Vitamin B12 acts as a natural inhibitor of hepatitis C virus
replication. A recent experiment was
conducted to assess the effect of vitamin B12 on virological response in
patients with chronic HCV naïve to antiviral therapy.
In the experiment, Ninety-four patients with chronic HCV
hepatitis were randomly assigned to receive pegylated interferon α plus ribavirin
or SOC plus vitamin B12 (SOC+B12). Viral response was evaluated four weeks
after starting treatment (rapid viral response), 12 weeks after starting
treatment (complete early viral response) and 24 or 48 weeks after starting
treatment (end-of-treatment viral response) and 24 weeks after completing
treatment (sustained viral response (SVR)).
Overall, rapid viral
response did not differ between the two groups, whereas the rates of complete
early viral response, end-of-treatment viral response and SVR were
significantly higher in SOC+B12 patients than in SOC patients. In SOC+B12 patients,
the SVR rate was also significantly higher in carriers of a difficult-to-treat
genotype and in patients with a high baseline viral load.

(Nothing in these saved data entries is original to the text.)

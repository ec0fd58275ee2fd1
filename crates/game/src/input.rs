use std::collections::VecDeque;

use bitflags::bitflags;

use crate::config::INPUT_HISTORY_LENGTH;
use crate::net::wire::{Decode, Encode, WireError};

bitflags! {
    /// An entity's logical input state.
    ///
    /// The bit order is part of the wire format and must not change.
    /// Opposing bits may both be set; the movement table cancels them.
    #[derive(Debug, Clone, Copy, PartialEq, Eq, Default)]
    pub struct InputFlags: u8 {
        const NORTH = 1 << 0;
        const SOUTH = 1 << 1;
        const EAST = 1 << 2;
        const WEST = 1 << 3;
    }
}

/// Input component, replicated as a single byte of flags.
#[derive(Debug, Clone, Copy, PartialEq, Eq, Default)]
pub struct Input {
    pub flags: InputFlags,
}

impl Input {
    pub fn new(flags: InputFlags) -> Self {
        Self { flags }
    }

    pub fn none(&self) -> bool {
        self.flags.is_empty()
    }
}

impl Encode for Input {
    fn encode(&self, buf: &mut Vec<u8>) {
        self.flags.bits().encode(buf);
    }
}

impl Decode for Input {
    fn decode(r: &mut &[u8]) -> Result<Self, WireError> {
        let bits = u8::decode(r)?;
        InputFlags::from_bits(bits)
            .map(Input::new)
            .ok_or(WireError::InvalidValue("input flags"))
    }
}

/// Ring buffer of the player's past inputs, newest first. Index 0 is the
/// input for the current tick; index N is the input from N ticks ago.
///
/// Client only. The capacity bounds how far back reconciliation can replay.
#[derive(Debug, Clone)]
pub struct InputHistory {
    buffer: VecDeque<InputFlags>,
    capacity: usize,
}

impl Default for InputHistory {
    fn default() -> Self {
        Self::new(INPUT_HISTORY_LENGTH)
    }
}

impl InputHistory {
    pub fn new(capacity: usize) -> Self {
        Self {
            buffer: VecDeque::with_capacity(capacity),
            capacity,
        }
    }

    /// Pushes the input for a new tick, evicting the oldest if full.
    pub fn push(&mut self, input: InputFlags) {
        if self.buffer.len() == self.capacity {
            self.buffer.pop_back();
        }
        self.buffer.push_front(input);
    }

    /// The input from `ticks_back` ticks ago, if still remembered.
    pub fn get(&self, ticks_back: usize) -> Option<InputFlags> {
        self.buffer.get(ticks_back).copied()
    }

    /// Overwrites the remembered input `ticks_back` ticks ago. Used when
    /// the server reports it dropped an input.
    pub fn set(&mut self, ticks_back: usize, input: InputFlags) -> bool {
        match self.buffer.get_mut(ticks_back) {
            Some(slot) => {
                *slot = input;
                true
            }
            None => false,
        }
    }

    pub fn capacity(&self) -> usize {
        self.capacity
    }

    pub fn len(&self) -> usize {
        self.buffer.len()
    }

    pub fn is_empty(&self) -> bool {
        self.buffer.is_empty()
    }
}

#[cfg(test)]
mod tests {
    use super::*;

    #[test]
    fn history_is_newest_first() {
        let mut history = InputHistory::new(4);
        history.push(InputFlags::NORTH);
        history.push(InputFlags::EAST);

        assert_eq!(history.get(0), Some(InputFlags::EAST));
        assert_eq!(history.get(1), Some(InputFlags::NORTH));
        assert_eq!(history.get(2), None);
    }

    #[test]
    fn history_evicts_oldest() {
        let mut history = InputHistory::new(2);
        history.push(InputFlags::NORTH);
        history.push(InputFlags::SOUTH);
        history.push(InputFlags::EAST);

        assert_eq!(history.len(), 2);
        assert_eq!(history.get(1), Some(InputFlags::SOUTH));
    }

    #[test]
    fn input_rejects_unknown_bits() {
        let mut slice = &[0xF0u8][..];
        assert!(Input::decode(&mut slice).is_err());
    }
}
//! # Bacon
//!
//! Degrees of separation between actors, measured through the movies they
//! shared.
//!
//! Actors are vertices, shared movies are edges. Pick a root actor and the
//! crate builds a breadth-first shortest-path tree from it, then answers
//! "how far is X from the root, and through which movies?".
//!
//! ## Quick Start
//!
//! ```rust,no_run
//! use bacon::{build_graph_from_files, BaconSession, DataFiles};
//!
//! let files = DataFiles {
//!     actors: "data/actors.txt".into(),
//!     movies: "data/movies.txt".into(),
//!     movie_actors: "data/movie-actors.txt".into(),
//! };
//! let graph = build_graph_from_files(&files)?;
//!
//! let session = BaconSession::new(&graph, "Kevin Bacon")?;
//! for step in session.path_to_root("Tom Hanks")? {
//!     println!("{}", step);
//! }
//! # Ok::<(), bacon::BaconError>(())
//! ```

pub mod cli;
pub mod config;
pub mod error;
pub mod graph;
pub mod loader;
pub mod query;

// Re-exports for convenience
pub use config::BaconConfig;
pub use error::{BaconError, Result};

// Graph re-exports
pub use graph::{
    build_graph, build_graph_from_files, build_tree, CostarGraph, Credit, GraphStats, PathStep,
    ShortestPathTree,
};
pub use loader::{load_tables, DataFiles, Tables};
pub use query::{
    average_distance, bacon_number, distances_by_level, max_distance, path_to_root, BaconNumber,
    BaconSession, DistanceMap, LevelSummary,
};
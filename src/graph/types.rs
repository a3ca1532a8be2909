//! Core types for the co-star graph and the shortest-path tree.

use serde::{Deserialize, Serialize};
use std::fmt;

/// Data stored on a co-star edge: the movie both actors appeared in.
#[derive(Debug, Clone, PartialEq, Eq, Serialize, Deserialize)]
pub struct Credit {
    pub movie: String,
}

impl Credit {
    pub fn new(movie: impl Into<String>) -> Self {
        Self {
            movie: movie.into(),
        }
    }
}

/// One hop of a path toward the root: `actor` appeared in `movie` with
/// `co_star`, and `co_star` is one step closer to the root.
#[derive(Debug, Clone, PartialEq, Eq, Serialize, Deserialize)]
pub struct PathStep {
    pub actor: String,
    pub movie: String,
    pub co_star: String,
}

impl fmt::Display for PathStep {
    fn fmt(&self, f: &mut fmt::Formatter<'_>) -> fmt::Result {
        write!(
            f,
            "{} appeared in {} with {}.",
            self.actor, self.movie, self.co_star
        )
    }
}

/// Statistics about the co-star graph.
#[derive(Debug, Clone, Default, PartialEq, Eq, Serialize, Deserialize)]
pub struct GraphStats {
    /// Number of actor vertices.
    pub actor_count: usize,
    /// Number of co-star edges, one per (movie, actor pair).
    pub edge_count: usize,
    /// Movies that contributed at least one edge.
    pub movie_count: usize,
    /// Actors with no co-star at all.
    pub isolated_actors: usize,
    /// Cast references dropped during the build (unknown actor or movie id).
    pub skipped_references: usize,
}
//! Shortest-path tree over the co-star graph.
//!
//! A breadth-first search from the root records, for every reachable actor,
//! the edge that first discovered it. Stored as a petgraph `DiGraph` whose
//! edges point from child to parent, so following outgoing edges walks
//! toward the root.

use petgraph::graph::{DiGraph, NodeIndex};
use petgraph::visit::{EdgeRef, VisitMap, Visitable};
use petgraph::Direction;
use std::collections::{HashMap, VecDeque};
use tracing::debug;

use super::engine::CostarGraph;
use super::types::{Credit, PathStep};
use crate::error::{BaconError, Result};

/// One shortest path from every actor reachable from the root back to it.
///
/// The root has no outgoing edge; every other vertex has exactly one.
#[derive(Debug, Clone)]
pub struct ShortestPathTree {
    tree: DiGraph<String, Credit>,
    index: HashMap<String, NodeIndex>,
    root: NodeIndex,
}

/// Build the shortest-path tree rooted at `root`.
///
/// Incident edges are examined in insertion order, so when several shortest
/// paths exist the earliest-inserted edge decides the parent and the movie.
pub fn build_tree(graph: &CostarGraph, root: &str) -> Result<ShortestPathTree> {
    let source = graph
        .actor(root)
        .ok_or_else(|| BaconError::NotFound(root.to_string()))?;

    let mut visited = graph.inner_graph().visit_map();
    let mut tree = DiGraph::new();
    let mut index = HashMap::new();

    let root_idx = tree.add_node(root.to_string());
    index.insert(root.to_string(), root_idx);
    visited.visit(source);

    let mut queue = VecDeque::new();
    queue.push_back((source, root_idx));

    while let Some((current, current_idx)) = queue.pop_front() {
        for (other, credit) in graph.incident(current) {
            if !visited.visit(other) {
                continue;
            }
            let name = graph.actor_name(other);
            let idx = tree.add_node(name.to_string());
            index.insert(name.to_string(), idx);
            tree.add_edge(idx, current_idx, credit.clone());
            queue.push_back((other, idx));
        }
    }

    debug!(root, reachable = tree.node_count(), "shortest-path tree built");

    Ok(ShortestPathTree {
        tree,
        index,
        root: root_idx,
    })
}

impl ShortestPathTree {
    /// Name of the root actor.
    pub fn root(&self) -> &str {
        &self.tree[self.root]
    }

    /// Number of actors in the tree, root included.
    pub fn len(&self) -> usize {
        self.tree.node_count()
    }

    /// A tree always holds at least its root.
    pub fn is_empty(&self) -> bool {
        false
    }

    pub fn contains(&self, actor: &str) -> bool {
        self.index.contains_key(actor)
    }

    /// Actors in discovery (BFS) order, root first.
    pub fn actors(&self) -> impl Iterator<Item = &str> {
        self.tree
            .node_indices()
            .map(move |idx| self.tree[idx].as_str())
    }

    /// The next hop toward the root and the movie linking them, or `None`
    /// for the root and for actors outside the tree.
    pub fn parent(&self, actor: &str) -> Option<(&str, &Credit)> {
        let idx = self.node(actor)?;
        self.parent_edge(idx)
            .map(|(parent, credit)| (self.tree[parent].as_str(), credit))
    }

    /// Every tree edge as a path step, in discovery order.
    pub fn edges(&self) -> Vec<PathStep> {
        self.tree
            .edge_references()
            .map(|e| PathStep {
                actor: self.tree[e.source()].clone(),
                movie: e.weight().movie.clone(),
                co_star: self.tree[e.target()].clone(),
            })
            .collect()
    }

    pub(crate) fn inner_tree(&self) -> &DiGraph<String, Credit> {
        &self.tree
    }

    pub(crate) fn root_index(&self) -> NodeIndex {
        self.root
    }

    pub(crate) fn node(&self, actor: &str) -> Option<NodeIndex> {
        self.index.get(actor).copied()
    }

    pub(crate) fn parent_edge(&self, idx: NodeIndex) -> Option<(NodeIndex, &Credit)> {
        self.tree
            .edges_directed(idx, Direction::Outgoing)
            .next()
            .map(|e| (e.target(), e.weight()))
    }

    /// Vertices whose parent is `idx`, in discovery order.
    pub(crate) fn children(&self, idx: NodeIndex) -> Vec<NodeIndex> {
        let mut edges: Vec<_> = self.tree.edges_directed(idx, Direction::Incoming).collect();
        edges.sort_by_key(|e| e.id());
        edges.into_iter().map(|e| e.source()).collect()
    }
}

#[cfg(test)]
mod tests {
    use super::*;

    /// A-B via M1, B-C via M2, plus D-E in a separate component.
    fn sample() -> CostarGraph {
        let mut graph = CostarGraph::new();
        let a = graph.add_actor("A");
        let b = graph.add_actor("B");
        let c = graph.add_actor("C");
        let d = graph.add_actor("D");
        let e = graph.add_actor("E");
        graph.add_actor("Z");
        graph.add_credit(a, b, "M1");
        graph.add_credit(b, c, "M2");
        graph.add_credit(d, e, "M3");
        graph
    }

    #[test]
    fn test_unknown_root() {
        let graph = sample();
        let result = build_tree(&graph, "Nobody");
        assert!(matches!(result, Err(BaconError::NotFound(name)) if name == "Nobody"));
    }

    #[test]
    fn test_tree_covers_root_component_only() {
        let graph = sample();
        let tree = build_tree(&graph, "A").unwrap();

        assert_eq!(tree.root(), "A");
        assert_eq!(tree.len(), 3);
        let actors: Vec<&str> = tree.actors().collect();
        assert_eq!(actors, vec!["A", "B", "C"]);
        assert!(!tree.contains("D"));
        assert!(!tree.contains("E"));
        assert!(!tree.contains("Z"));
    }

    #[test]
    fn test_parent_links() {
        let graph = sample();
        let tree = build_tree(&graph, "A").unwrap();

        assert!(tree.parent("A").is_none());
        let (parent, credit) = tree.parent("B").unwrap();
        assert_eq!(parent, "A");
        assert_eq!(credit.movie, "M1");
        let (parent, credit) = tree.parent("C").unwrap();
        assert_eq!(parent, "B");
        assert_eq!(credit.movie, "M2");
        assert!(tree.parent("D").is_none());
    }

    #[test]
    fn test_one_outgoing_edge_per_non_root() {
        let graph = sample();
        let tree = build_tree(&graph, "B").unwrap();
        let inner = tree.inner_tree();

        for idx in inner.node_indices() {
            let out = inner.edges_directed(idx, Direction::Outgoing).count();
            if idx == tree.root_index() {
                assert_eq!(out, 0);
            } else {
                assert_eq!(out, 1);
            }
        }
        assert_eq!(inner.edge_count(), tree.len() - 1);
    }

    #[test]
    fn test_isolated_root() {
        let graph = sample();
        let tree = build_tree(&graph, "Z").unwrap();
        assert_eq!(tree.len(), 1);
        assert!(tree.edges().is_empty());
    }

    #[test]
    fn test_tie_break_prefers_first_inserted_edge() {
        // Two shortest paths from R to T: via P (inserted first) and via Q.
        let mut graph = CostarGraph::new();
        let r = graph.add_actor("R");
        let p = graph.add_actor("P");
        let q = graph.add_actor("Q");
        let t = graph.add_actor("T");
        graph.add_credit(r, p, "RP");
        graph.add_credit(r, q, "RQ");
        graph.add_credit(p, t, "PT");
        graph.add_credit(q, t, "QT");

        let tree = build_tree(&graph, "R").unwrap();
        let (parent, credit) = tree.parent("T").unwrap();
        assert_eq!(parent, "P");
        assert_eq!(credit.movie, "PT");
    }

    #[test]
    fn test_parallel_edges_record_first_movie() {
        let mut graph = CostarGraph::new();
        let a = graph.add_actor("A");
        let b = graph.add_actor("B");
        graph.add_credit(a, b, "Older");
        graph.add_credit(a, b, "Newer");

        let tree = build_tree(&graph, "B").unwrap();
        assert_eq!(tree.parent("A").unwrap().1.movie, "Older");
    }

    #[test]
    fn test_rebuild_is_identical() {
        let mut graph = CostarGraph::new();
        let names = ["A", "B", "C", "D", "E", "F"];
        let idx: Vec<_> = names.iter().map(|n| graph.add_actor(n)).collect();
        graph.add_credit(idx[0], idx[1], "m1");
        graph.add_credit(idx[0], idx[2], "m2");
        graph.add_credit(idx[1], idx[3], "m3");
        graph.add_credit(idx[2], idx[3], "m4");
        graph.add_credit(idx[3], idx[4], "m5");
        graph.add_credit(idx[2], idx[4], "m6");
        graph.add_credit(idx[4], idx[5], "m7");

        let first = build_tree(&graph, "A").unwrap();
        let second = build_tree(&graph, "A").unwrap();
        assert_eq!(first.edges(), second.edges());
        assert_eq!(
            first.actors().collect::<Vec<_>>(),
            second.actors().collect::<Vec<_>>()
        );
    }

    #[test]
    fn test_input_graph_untouched() {
        let graph = sample();
        let before = graph.stats();
        let _ = build_tree(&graph, "A").unwrap();
        assert_eq!(graph.stats(), before);
    }
}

Distribution of
genotype IL-28B did not differ between the two groups.
At multivariate analysis, only easy-to-treat HCV genotypes
(OR=9.00; 95% CI 2.5 to 37.5; p=0.001) and vitamin B12 supplementation (OR=6.9;
95% CI 2.0 to 23.6; p=0.002) were independently associated with SVR. In conclusion, vitamin B12 supplementation
significantly improves SVR rates in HCV-infected patients naïve to antiviral
therapy.